The John Muir Trail - July 26 - August 9 2008

This was my third time hiking this trail and every time the experience is unique and amazing.  July 2008 I hiked southbound with my family in a low snow year. It was warm, buggy, and beautiful.

The next trip in early June of 2011 was another animal due to a record high snow year. My husband, son, and I hiked northbound through deep streams, icy passes, and trekked through endless miles of snow. I would describe it more as an expedition rather than a backpacking trip. The trip was scary, courageous, and required teamwork. It was a life changing trip. I often recall events from that snowbound 2 weeks and smile BIG. Here are the links to the 2011 JMT trip:

Muir Pass - June 2011In contrast, 2012 the Sierras recorded a record low snow year. It was great to embrace this range in less threatening conditions with no bugs, no snow, and no life-threatening stream crossings. Why did I hike northbound? Soon after getting on the trail I found out that hiking south to north is the classic direction. I was called a purist by many hikers I met. But for me, I loved having the challenging high passes at the beginning of the trek and felt a sense of solitude and rhythm on a very popular trail. On the entire trip, I met only one couple and a group of ladies on an organized trip hiking northbound. Also, I prefer the dramatic steep approaches characteristic of the south-facing passes in contrast to a slow slog up the north facing ones.

Glenn Pass - July 2012Traveling solo gifted me with the luxury of making last-minute choices. I found that when I was dead dog tired at the end of the day, or cold, or hot, or sweaty, or wet, or sore I would just go to the next step and not worry. I carried my burden and was the only one to hear my complaints. Soon I simply stopped the silent whining and just was on the trail. It worked for me. Because I was hiking against the JMT hiker traffic I was able to meet interesting and important people who gladly shared their stories and lives. I just love this hiking community. I was solo, but not alone.

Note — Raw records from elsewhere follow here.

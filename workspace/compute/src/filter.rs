//! Filter controller: turns the raw query inputs into a `FilterSelection` and
//! applies it to the source tables.

use chrono::{NaiveDate, Utc};
use common::{Cluster, DateRange, FilterSelection, Segment};
use model::{CustomerFeatureRecord, SegmentationData, Transaction};
use std::collections::HashSet;
use tracing::{debug, instrument, trace};

use crate::error::FilterError;

/// Raw, unparsed filter inputs as they arrive from a form or query string.
/// Empty strings count as absent.
#[derive(Debug, Clone, Copy, Default)]
pub struct SelectionRequest<'q> {
    pub segment: Option<&'q str>,
    pub start_date: Option<&'q str>,
    pub end_date: Option<&'q str>,
}

/// A selection ready to be applied, plus messages about any adjustment made
/// to the requested dates.
#[derive(Debug, Clone, PartialEq)]
pub struct ResolvedSelection {
    pub selection: FilterSelection,
    pub notices: Vec<String>,
}

impl ResolvedSelection {
    pub fn new(selection: FilterSelection) -> Self {
        Self {
            selection,
            notices: Vec::new(),
        }
    }
}

/// The selection the dashboard opens with: every segment over the full order
/// history. An empty dataset gets today..today.
pub fn default_selection(data: &SegmentationData) -> FilterSelection {
    FilterSelection::new(Segment::All, date_bounds_or_today(data))
}

fn date_bounds_or_today(data: &SegmentationData) -> DateRange {
    data.date_bounds().unwrap_or_else(|| {
        let today = Utc::now().date_naive();
        DateRange::new(today, today)
    })
}

fn non_empty(value: Option<&str>) -> Option<&str> {
    value.map(str::trim).filter(|value| !value.is_empty())
}

fn parse_date(field: &'static str, value: Option<&str>) -> Result<Option<NaiveDate>, FilterError> {
    non_empty(value)
        .map(|raw| {
            NaiveDate::parse_from_str(raw, "%Y-%m-%d").map_err(|_| FilterError::InvalidDate {
                field,
                value: raw.to_string(),
            })
        })
        .transpose()
}

/// Resolves raw inputs against the loaded data.
///
/// Missing dates fall back to the data's first/last order day. A range that
/// overlaps the data but reaches past it is clamped to it; a range that misses
/// it entirely is kept and yields an empty view. Both cases add a notice.
pub fn resolve_selection(
    data: &SegmentationData,
    request: &SelectionRequest<'_>,
) -> Result<ResolvedSelection, FilterError> {
    let segment = match non_empty(request.segment) {
        Some(raw) => raw.parse::<Segment>()?,
        None => Segment::All,
    };

    let start = parse_date("start_date", request.start_date)?;
    let end = parse_date("end_date", request.end_date)?;

    if let (Some(start), Some(end)) = (start, end) {
        if end < start {
            return Err(FilterError::InvertedDateRange { start, end });
        }
    }

    let bounds = date_bounds_or_today(data);
    let start = start.unwrap_or_else(|| end.map_or(bounds.start, |end| end.min(bounds.start)));
    let end = end.unwrap_or_else(|| bounds.end.max(start));

    let mut notices = Vec::new();
    let mut range = DateRange::new(start, end);

    if data.date_bounds().is_some() {
        if range.overlaps(&bounds) {
            let clamped = DateRange::new(range.start.max(bounds.start), range.end.min(bounds.end));
            if clamped != range {
                notices.push(format!(
                    "Date range adjusted to the available data: {} to {}",
                    clamped.start, clamped.end
                ));
                range = clamped;
            }
        } else {
            notices.push(format!(
                "No transactions between {} and {}; data covers {} to {}",
                range.start, range.end, bounds.start, bounds.end
            ));
        }
    }

    debug!(%segment, start = %range.start, end = %range.end, "Selection resolved");

    Ok(ResolvedSelection {
        selection: FilterSelection::new(segment, range),
        notices,
    })
}

/// The subset of both tables that matches a selection. Borrowed from the
/// loaded data and dropped after the request.
#[derive(Debug, Clone)]
pub struct FilteredView<'a> {
    data: &'a SegmentationData,
    transactions: Vec<&'a Transaction>,
    customers: Vec<&'a CustomerFeatureRecord>,
}

impl<'a> FilteredView<'a> {
    /// The whole dataset, unfiltered.
    pub fn overall(data: &'a SegmentationData) -> Self {
        Self {
            data,
            transactions: data.transactions().iter().collect(),
            customers: data.customers().iter().collect(),
        }
    }

    pub fn transactions(&self) -> &[&'a Transaction] {
        &self.transactions
    }

    pub fn customers(&self) -> &[&'a CustomerFeatureRecord] {
        &self.customers
    }

    /// Cluster of the customer who placed a transaction, if they have a record.
    pub fn cluster_of(&self, transaction: &Transaction) -> Option<Cluster> {
        self.data.cluster_of(transaction.customer_id())
    }

    /// Customer records of one cluster.
    pub fn customers_in(&self, cluster: Cluster) -> impl Iterator<Item = &'a CustomerFeatureRecord> + '_ {
        self.customers
            .iter()
            .copied()
            .filter(move |customer| customer.cluster == cluster)
    }

    pub fn is_empty(&self) -> bool {
        self.transactions.is_empty() && self.customers.is_empty()
    }
}

/// Applies a selection.
///
/// Transactions are kept when their day lies in the range (inclusive) and
/// their customer matches the segment. Customer records are kept when their
/// cluster matches and they ordered at least once in the range.
#[instrument(skip(data), fields(segment = %selection.segment))]
pub fn apply_filter<'a>(data: &'a SegmentationData, selection: &FilterSelection) -> FilteredView<'a> {
    let range = selection.date_range;
    let segment = selection.segment;

    let transactions: Vec<&Transaction> = data
        .transactions()
        .iter()
        .filter(|transaction| range.contains(transaction.date()))
        .filter(|transaction| segment.matches(data.cluster_of(transaction.customer_id())))
        .collect();

    let active: HashSet<&str> = transactions
        .iter()
        .map(|transaction| transaction.customer_id())
        .collect();

    let customers: Vec<&CustomerFeatureRecord> = data
        .customers()
        .iter()
        .filter(|customer| segment.matches(Some(customer.cluster)))
        .filter(|customer| active.contains(customer.customer_id.as_str()))
        .collect();

    trace!(
        transactions = transactions.len(),
        customers = customers.len(),
        "Filter applied"
    );

    FilteredView {
        data,
        transactions,
        customers,
    }
}

#[cfg(test)]
mod tests {
    use super::*;
    use crate::testing::{day, segmentation_scenario, three_customer_scenario};

    fn request<'q>(
        segment: Option<&'q str>,
        start: Option<&'q str>,
        end: Option<&'q str>,
    ) -> SelectionRequest<'q> {
        SelectionRequest {
            segment,
            start_date: start,
            end_date: end,
        }
    }

    #[test]
    fn test_segment_filter_keeps_only_matching_cluster() {
        let data = segmentation_scenario();
        let bounds = data.date_bounds().unwrap();

        for cluster in Cluster::ALL {
            let selection = FilterSelection::new(Segment::Only(cluster), bounds);
            let view = apply_filter(&data, &selection);

            assert!(!view.customers().is_empty());
            assert!(view.customers().iter().all(|c| c.cluster == cluster));
            assert!(
                view.transactions()
                    .iter()
                    .all(|t| data.cluster_of(t.customer_id()) == Some(cluster))
            );
        }
    }

    #[test]
    fn test_date_range_is_inclusive() {
        let data = segmentation_scenario();
        let range = DateRange::new(day(2024, 1, 10), day(2024, 2, 10));
        let view = apply_filter(&data, &FilterSelection::new(Segment::All, range));

        assert!(!view.transactions().is_empty());
        assert!(view.transactions().iter().all(|t| range.contains(t.date())));
        assert!(view.transactions().iter().any(|t| t.date() == range.start));
        assert!(view.transactions().iter().any(|t| t.date() == range.end));
    }

    #[test]
    fn test_segment_all_includes_customers_without_record() {
        let data = segmentation_scenario();
        let bounds = data.date_bounds().unwrap();

        let all = apply_filter(&data, &FilterSelection::new(Segment::All, bounds));
        assert!(all.transactions().iter().any(|t| t.customer_id() == "ghost"));

        let loyal = apply_filter(
            &data,
            &FilterSelection::new(Segment::Only(Cluster::HighValueLoyalists), bounds),
        );
        assert!(loyal.transactions().iter().all(|t| t.customer_id() != "ghost"));
    }

    #[test]
    fn test_customers_need_a_transaction_in_range() {
        let data = three_customer_scenario();
        let range = DateRange::new(day(2024, 1, 1), day(2024, 1, 1));
        let view = apply_filter(&data, &FilterSelection::new(Segment::All, range));

        assert_eq!(view.customers().len(), 1);
        assert_eq!(view.customers()[0].customer_id, "c1");
    }

    #[test]
    fn test_range_outside_data_is_empty() {
        let data = segmentation_scenario();
        let range = DateRange::new(day(2030, 1, 1), day(2030, 12, 31));
        let view = apply_filter(&data, &FilterSelection::new(Segment::All, range));

        assert!(view.is_empty());
    }

    #[test]
    fn test_filter_is_idempotent() {
        let data = segmentation_scenario();
        let selection = FilterSelection::new(
            Segment::Only(Cluster::OccasionalBuyers),
            DateRange::new(day(2024, 1, 5), day(2024, 3, 1)),
        );

        let first = apply_filter(&data, &selection);
        let second = apply_filter(&data, &selection);
        assert_eq!(first.transactions(), second.transactions());
        assert_eq!(first.customers(), second.customers());
    }

    #[test]
    fn test_resolve_defaults_to_data_bounds() {
        let data = segmentation_scenario();
        let resolved = resolve_selection(&data, &SelectionRequest::default()).unwrap();

        assert_eq!(resolved.selection, default_selection(&data));
        assert!(resolved.notices.is_empty());
    }

    #[test]
    fn test_resolve_parses_segment_and_dates() {
        let data = segmentation_scenario();
        let resolved = resolve_selection(
            &data,
            &request(Some("1"), Some("2024-01-10"), Some("2024-02-10")),
        )
        .unwrap();

        assert_eq!(
            resolved.selection.segment,
            Segment::Only(Cluster::HighValueLoyalists)
        );
        assert_eq!(
            resolved.selection.date_range,
            DateRange::new(day(2024, 1, 10), day(2024, 2, 10))
        );
    }

    #[test]
    fn test_resolve_treats_empty_strings_as_missing() {
        let data = segmentation_scenario();
        let resolved = resolve_selection(&data, &request(Some(""), Some(""), Some(" "))).unwrap();

        assert_eq!(resolved.selection, default_selection(&data));
    }

    #[test]
    fn test_resolve_rejects_inverted_range() {
        let data = segmentation_scenario();
        let err = resolve_selection(&data, &request(None, Some("2024-03-01"), Some("2024-01-01")))
            .unwrap_err();

        assert!(matches!(err, FilterError::InvertedDateRange { .. }));
        assert_eq!(err.code(), "INVALID_DATE_RANGE");
    }

    #[test]
    fn test_resolve_rejects_bad_input() {
        let data = segmentation_scenario();

        let err = resolve_selection(&data, &request(Some("2"), None, None)).unwrap_err();
        assert_eq!(err, FilterError::UnknownSegment("2".to_string()));
        assert_eq!(err.code(), "INVALID_SEGMENT");

        let err = resolve_selection(&data, &request(None, Some("01/02/2024"), None)).unwrap_err();
        assert!(matches!(err, FilterError::InvalidDate { field: "start_date", .. }));
    }

    #[test]
    fn test_resolve_clamps_overlapping_range() {
        let data = segmentation_scenario();
        let bounds = data.date_bounds().unwrap();
        let resolved = resolve_selection(
            &data,
            &request(None, Some("2000-01-01"), Some("2024-02-10")),
        )
        .unwrap();

        assert_eq!(
            resolved.selection.date_range,
            DateRange::new(bounds.start, day(2024, 2, 10))
        );
        assert_eq!(resolved.notices.len(), 1);
    }

    #[test]
    fn test_resolve_keeps_disjoint_range_with_notice() {
        let data = segmentation_scenario();
        let resolved = resolve_selection(&data, &request(None, Some("2031-01-01"), None)).unwrap();

        assert_eq!(resolved.selection.date_range.start, day(2031, 1, 1));
        assert_eq!(resolved.selection.date_range.end, day(2031, 1, 1));
        assert_eq!(resolved.notices.len(), 1);
        assert!(apply_filter(&data, &resolved.selection).is_empty());
    }

    #[test]
    fn test_empty_dataset_selects_today() {
        let data = SegmentationData::default();
        let today = Utc::now().date_naive();
        let selection = default_selection(&data);

        assert_eq!(selection.date_range, DateRange::new(today, today));
        assert!(apply_filter(&data, &selection).is_empty());
    }
}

What I do know is that no matter the conditions or time of year this trail is challenging and unpredictable. Threatening weather can surround the hiker in minutes and the steep ascents and descents are tough in snow or on a rocky trail. Worth it? Oh yes. Time and again during this hike I prayed and promised I would be back to take on the beast once again.

Maps, Guidebook, & GPS

I love and used Halfmile’s printable on-line maps and GPS track. They have just the right amount of detail and information needed. Quite a few hikers stopped me along the way for directions and landmarks that were missing from the Tom Harrison Map-Pack they were carrying. I also used my iPhone with a GPS app. My favorites are Gaia and Viewranger. Guthook’s JMT Guide app and Halfmile’s PCT Maps app are also very popular options. The maps are easy to download before a trip and cell service is not needed for the locator to work. LOVE.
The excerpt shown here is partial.